Banned Books Week 2010 is coming up soon, between September 25 and October 2. However, we bloggers, lovers, readers, writers, and supporters of YA lit are going to make this bigger and better. Donna at Bites has put together a Ban This! celebration for the months of September and October, encouraging bloggers to link to their reviews of banned or challenged books, or otherwise feature them in some way or another on your blogs.
I come to you with another proposal: a community Banned Books Reading Challenge. I've contacted Donna and several bloggers who've done personal challenges of this sort and have their support for hosting this challenge. Please read on and consider participating if you want to help support freedom of information in YA literature and fight censorship!
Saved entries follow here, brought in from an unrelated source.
//! Multi-resolution resampling of canonical-size layers.

use image::imageops::{self, FilterType};
use image::{ImageFormat, Rgba, Rgba32FImage, RgbaImage};
use serde::{Deserialize, Serialize};

use crate::codec::LayerImage;
use crate::layer::Rendered;

/// Interpolation filter used for resizing.
#[derive(Debug, Clone, Copy, PartialEq, Eq, Default, Serialize, Deserialize)]
#[serde(rename_all = "camelCase")]
pub enum ResampleFilter {
    #[default]
    Lanczos3,
    CatmullRom,
    Gaussian,
    Triangle,
}

impl From<ResampleFilter> for FilterType {
    fn from(filter: ResampleFilter) -> Self {
        match filter {
            ResampleFilter::Lanczos3 => FilterType::Lanczos3,
            ResampleFilter::CatmullRom => FilterType::CatmullRom,
            ResampleFilter::Gaussian => FilterType::Gaussian,
            ResampleFilter::Triangle => FilterType::Triangle,
        }
    }
}

#[derive(thiserror::Error, Debug)]
pub enum ResampleError {
    #[error("cannot resize to {0}x{0}")]
    InvalidTarget(u32),

    #[error("resize to {size}x{size} failed: {reason}")]
    Failed { size: u32, reason: String },
}

/// Resizes decoded pixels to a square target size.
///
/// This is the seam for swapping the resizing backend.
pub trait Resample: Send + Sync {
    fn resample(&self, image: &RgbaImage, size: u32) -> Result<RgbaImage, ResampleError>;
}

/// [`Resample`] backed by `image::imageops` filters.
#[derive(Debug, Clone, Copy, Default)]
pub struct FilterResampler {
    filter: ResampleFilter,
}

impl FilterResampler {
    pub fn new(filter: ResampleFilter) -> Self {
        Self { filter }
    }
}

impl Resample for FilterResampler {
    fn resample(&self, image: &RgbaImage, size: u32) -> Result<RgbaImage, ResampleError> {
        if size == 0 {
            return Err(ResampleError::InvalidTarget(size));
        }
        if image.dimensions() == (size, size) {
            return Ok(image.clone());
        }
        let resized = imageops::resize(&premultiply(image), size, size, self.filter.into());
        Ok(unpremultiply(&resized))
    }
}

/// Straight-alpha 8-bit pixels to premultiplied floats.
///
/// Filtering premultiplied values keeps the color of fully transparent
/// pixels out of the result.
fn premultiply(image: &RgbaImage) -> Rgba32FImage {
    Rgba32FImage::from_fn(image.width(), image.height(), |x, y| {
        let [r, g, b, a] = image.get_pixel(x, y).0.map(|c| c as f32 / 255.0);
        Rgba([r * a, g * a, b * a, a])
    })
}

fn unpremultiply(image: &Rgba32FImage) -> RgbaImage {
    RgbaImage::from_fn(image.width(), image.height(), |x, y| {
        let [r, g, b, a] = image.get_pixel(x, y).0;
        let a = a.clamp(0.0, 1.0);
        let alpha = (a * 255.0).round() as u8;
        if alpha == 0 {
            return Rgba([0, 0, 0, 0]);
        }
        let channel = |c: f32| ((c / a).clamp(0.0, 1.0) * 255.0).round() as u8;
        Rgba([channel(r), channel(g), channel(b), alpha])
    })
}

/// Produces the square variant of a layer at one output resolution.
pub struct Resampler {
    backend: Box<dyn Resample>,
}

impl Default for Resampler {
    fn default() -> Self {
        Self::new(FilterResampler::default())
    }
}

impl Resampler {
    pub fn new(backend: impl Resample + 'static) -> Self {
        Self {
            backend: Box::new(backend),
        }
    }

    /// Resizes `image` to exactly `size x size`.
    ///
    /// On any failure the un-resized input is returned as a degraded result,
    /// so one bad resolution never blocks the others. Encoded PNG bytes that
    /// are already `size x size` pass through without re-encoding.
    pub fn resize(&self, image: &LayerImage, size: u32) -> Rendered<LayerImage> {
        let pixels = match image.to_rgba() {
            Ok(pixels) => pixels,
            Err(err) => {
                return Rendered::Degraded {
                    fallback: image.clone(),
                    reason: err.to_string(),
                };
            }
        };

        if let LayerImage::Encoded(bytes) = image {
            let is_png = matches!(image::guess_format(bytes), Ok(ImageFormat::Png));
            if is_png && pixels.dimensions() == (size, size) {
                return Rendered::Clean(image.clone());
            }
        }

        match self.backend.resample(&pixels, size) {
            Ok(resized) => Rendered::Clean(LayerImage::Decoded(resized)),
            Err(err) => Rendered::Degraded {
                fallback: image.clone(),
                reason: err.to_string(),
            },
        }
    }
}

impl std::fmt::Debug for Resampler {
    fn fmt(&self, f: &mut std::fmt::Formatter<'_>) -> std::fmt::Result {
        f.debug_struct("Resampler").finish_non_exhaustive()
    }
}
//! Boundary to the external image generator, and the prompts sent to it.
//!
//! Generation and background removal are provided by the caller through
//! [`LayerSource`]; this crate only decides what to ask for.

use serde::{Deserialize, Serialize};

#[derive(thiserror::Error, Debug)]
pub enum SourceError {
    #[error("image generation failed: {0}")]
    Generate(String),

    #[error("background removal failed: {0}")]
    RemoveBackground(String),
}

/// Produces raw layer images for a text prompt.
pub trait LayerSource: Send + Sync {
    /// Generates an encoded image for `prompt`.
    fn generate(&self, prompt: &str) -> Result<Vec<u8>, SourceError>;

    /// Returns `image` with its background made transparent.
    fn remove_background(&self, image: &[u8]) -> Result<Vec<u8>, SourceError>;
}

// ============================================================================
// BackgroundTheme
// ============================================================================

/// Gradient palette picked from keywords in the user's prompt.
#[derive(Debug, Clone, Copy, PartialEq, Eq, Serialize, Deserialize)]
#[serde(rename_all = "camelCase")]
pub enum BackgroundTheme {
    Tech,
    Nature,
    Finance,
    Creative,
    Health,
    Default,
}

impl BackgroundTheme {
    const KEYWORDS: [(BackgroundTheme, [&'static str; 3]); 5] = [
        (Self::Tech, ["tech", "modern", "digital"]),
        (Self::Nature, ["nature", "organic", "eco"]),
        (Self::Finance, ["finance", "corporate", "business"]),
        (Self::Creative, ["creative", "art", "design"]),
        (Self::Health, ["health", "medical", "wellness"]),
    ];

    /// First theme whose keyword appears anywhere in `prompt`, case-insensitively.
    pub fn detect(prompt: &str) -> Self {
        let lower = prompt.to_lowercase();
        Self::KEYWORDS
            .iter()
            .find(|(_, words)| words.iter().any(|w| lower.contains(w)))
            .map(|(theme, _)| *theme)
            .unwrap_or(Self::Default)
    }

    /// Gradient start and end colors.
    pub fn gradient(self) -> (&'static str, &'static str) {
        match self {
            Self::Tech => ("#1e3a8a", "#7c3aed"),
            Self::Nature => ("#065f46", "#059669"),
            Self::Finance => ("#1e293b", "#374151"),
            Self::Creative => ("#ea580c", "#ec4899"),
            Self::Health => ("#0891b2", "#0d9488"),
            Self::Default => ("#1e40af", "#000000"),
        }
    }
}

// ============================================================================
// LayerPrompts
// ============================================================================

/// Generator prompts for the background and a foreground layer.
#[derive(Debug, Clone, PartialEq, Eq, Serialize, Deserialize)]
#[serde(rename_all = "camelCase")]
pub struct LayerPrompts {
    pub theme: BackgroundTheme,
    pub background: String,
    pub foreground: String,
}

impl LayerPrompts {
    pub fn from_user_prompt(prompt: &str, canvas_size: u32) -> Self {
        let theme = BackgroundTheme::detect(prompt);
        let (from, to) = theme.gradient();
        Self {
            theme,
            background: format!(
                "{canvas_size}x{canvas_size} solid gradient background from {from} to {to}, \
                 smooth, no objects, no text"
            ),
            foreground: foreground_prompt(prompt, canvas_size),
        }
    }
}

/// Prompt for a white silhouette icon of `subject` on a transparent canvas.
pub fn foreground_prompt(subject: &str, canvas_size: u32) -> String {
    format!(
        "{canvas_size}x{canvas_size} sharp vector icon of {subject}, bold white silhouette, \
         high contrast, thick lines, simple geometric design, centered on transparent \
         background, crisp edges, no gradients, flat design style, easily recognizable symbol"
    )
}

#[cfg(test)]
mod tests {
    use super::*;

    #[test]
    fn theme_detection_follows_keyword_priority() {
        assert_eq!(BackgroundTheme::detect("A MODERN bank"), BackgroundTheme::Tech);
        assert_eq!(BackgroundTheme::detect("eco friendly farm"), BackgroundTheme::Nature);
        assert_eq!(BackgroundTheme::detect("Corporate law firm"), BackgroundTheme::Finance);
        assert_eq!(BackgroundTheme::detect("design studio"), BackgroundTheme::Creative);
        assert_eq!(BackgroundTheme::detect("wellness retreat"), BackgroundTheme::Health);
        assert_eq!(BackgroundTheme::detect("a cat"), BackgroundTheme::Default);
        // Tech is checked before Creative.
        assert_eq!(BackgroundTheme::detect("digital art"), BackgroundTheme::Tech);
    }

    #[test]
    fn prompts_carry_size_and_gradient() {
        let prompts = LayerPrompts::from_user_prompt("Nature camping app", 1024);
        assert_eq!(prompts.theme, BackgroundTheme::Nature);
        assert_eq!(
            prompts.background,
            "1024x1024 solid gradient background from #065f46 to #059669, smooth, no objects, no text"
        );
        assert!(prompts.foreground.starts_with("1024x1024 sharp vector icon of Nature camping app, bold white silhouette"));
        assert!(prompts.foreground.ends_with("easily recognizable symbol"));
    }

    #[test]
    fn default_theme_gradient() {
        let prompts = LayerPrompts::from_user_prompt("rocket", 512);
        assert!(prompts.background.starts_with("512x512 "));
        assert!(prompts.background.contains("from #1e40af to #000000"));
    }
}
The Banned Books Reading Challenge 2010
Goals of This Challenge:
- To bring attention to books that have been challenged or banned
- To support authors whose freedom of expression have been questioned or challenged by buying and reading their books
- To increase awareness of censorship
The best way to fight censorship is to do what these challengers rarely do, and that is to READ the books that have been challenged and educate ourselves on their content and impact on our society!
Guidelines:
- The challenge will run from September 1, 2010 to October 15, 2010.
- The challenge is open to any reader with an online blogging platform who'd like to participate.
- I personally will devote my attention towards mostly YA literature challenged within the last decade, but you are welcome to any books of your choosing, from challenged picture books (there are a lot of them) to frequently banned classics.
- I will make it my goal to read at least 7 challenged or banned books (one for each day of Banned Books Week), but you are welcome to read less or more.
Signup:
- You must create a main post on your own blog where you state your intention to take part in this challenge, a tentative goal, and link back to this post. This main post will be where you link to your reviews of the banned or challenged books you've read, or to otherwise talk about issues revolving around book challenges, censorship, and more.
- I highly encourage you to visit one another's blogs and to support one another via comments and spreading the word. The more people we can get to read challenged and banned books, the more we are learning and the more we are proving to the handful of adults who feel like they have the right to say what kids and teens can or can't read that they do not have the power to hold us down!
Resources:
- The University of Illinois at Urbana-Champaign's Challenged Children's Book List. This list is divided up into age group, which is definitely convenient.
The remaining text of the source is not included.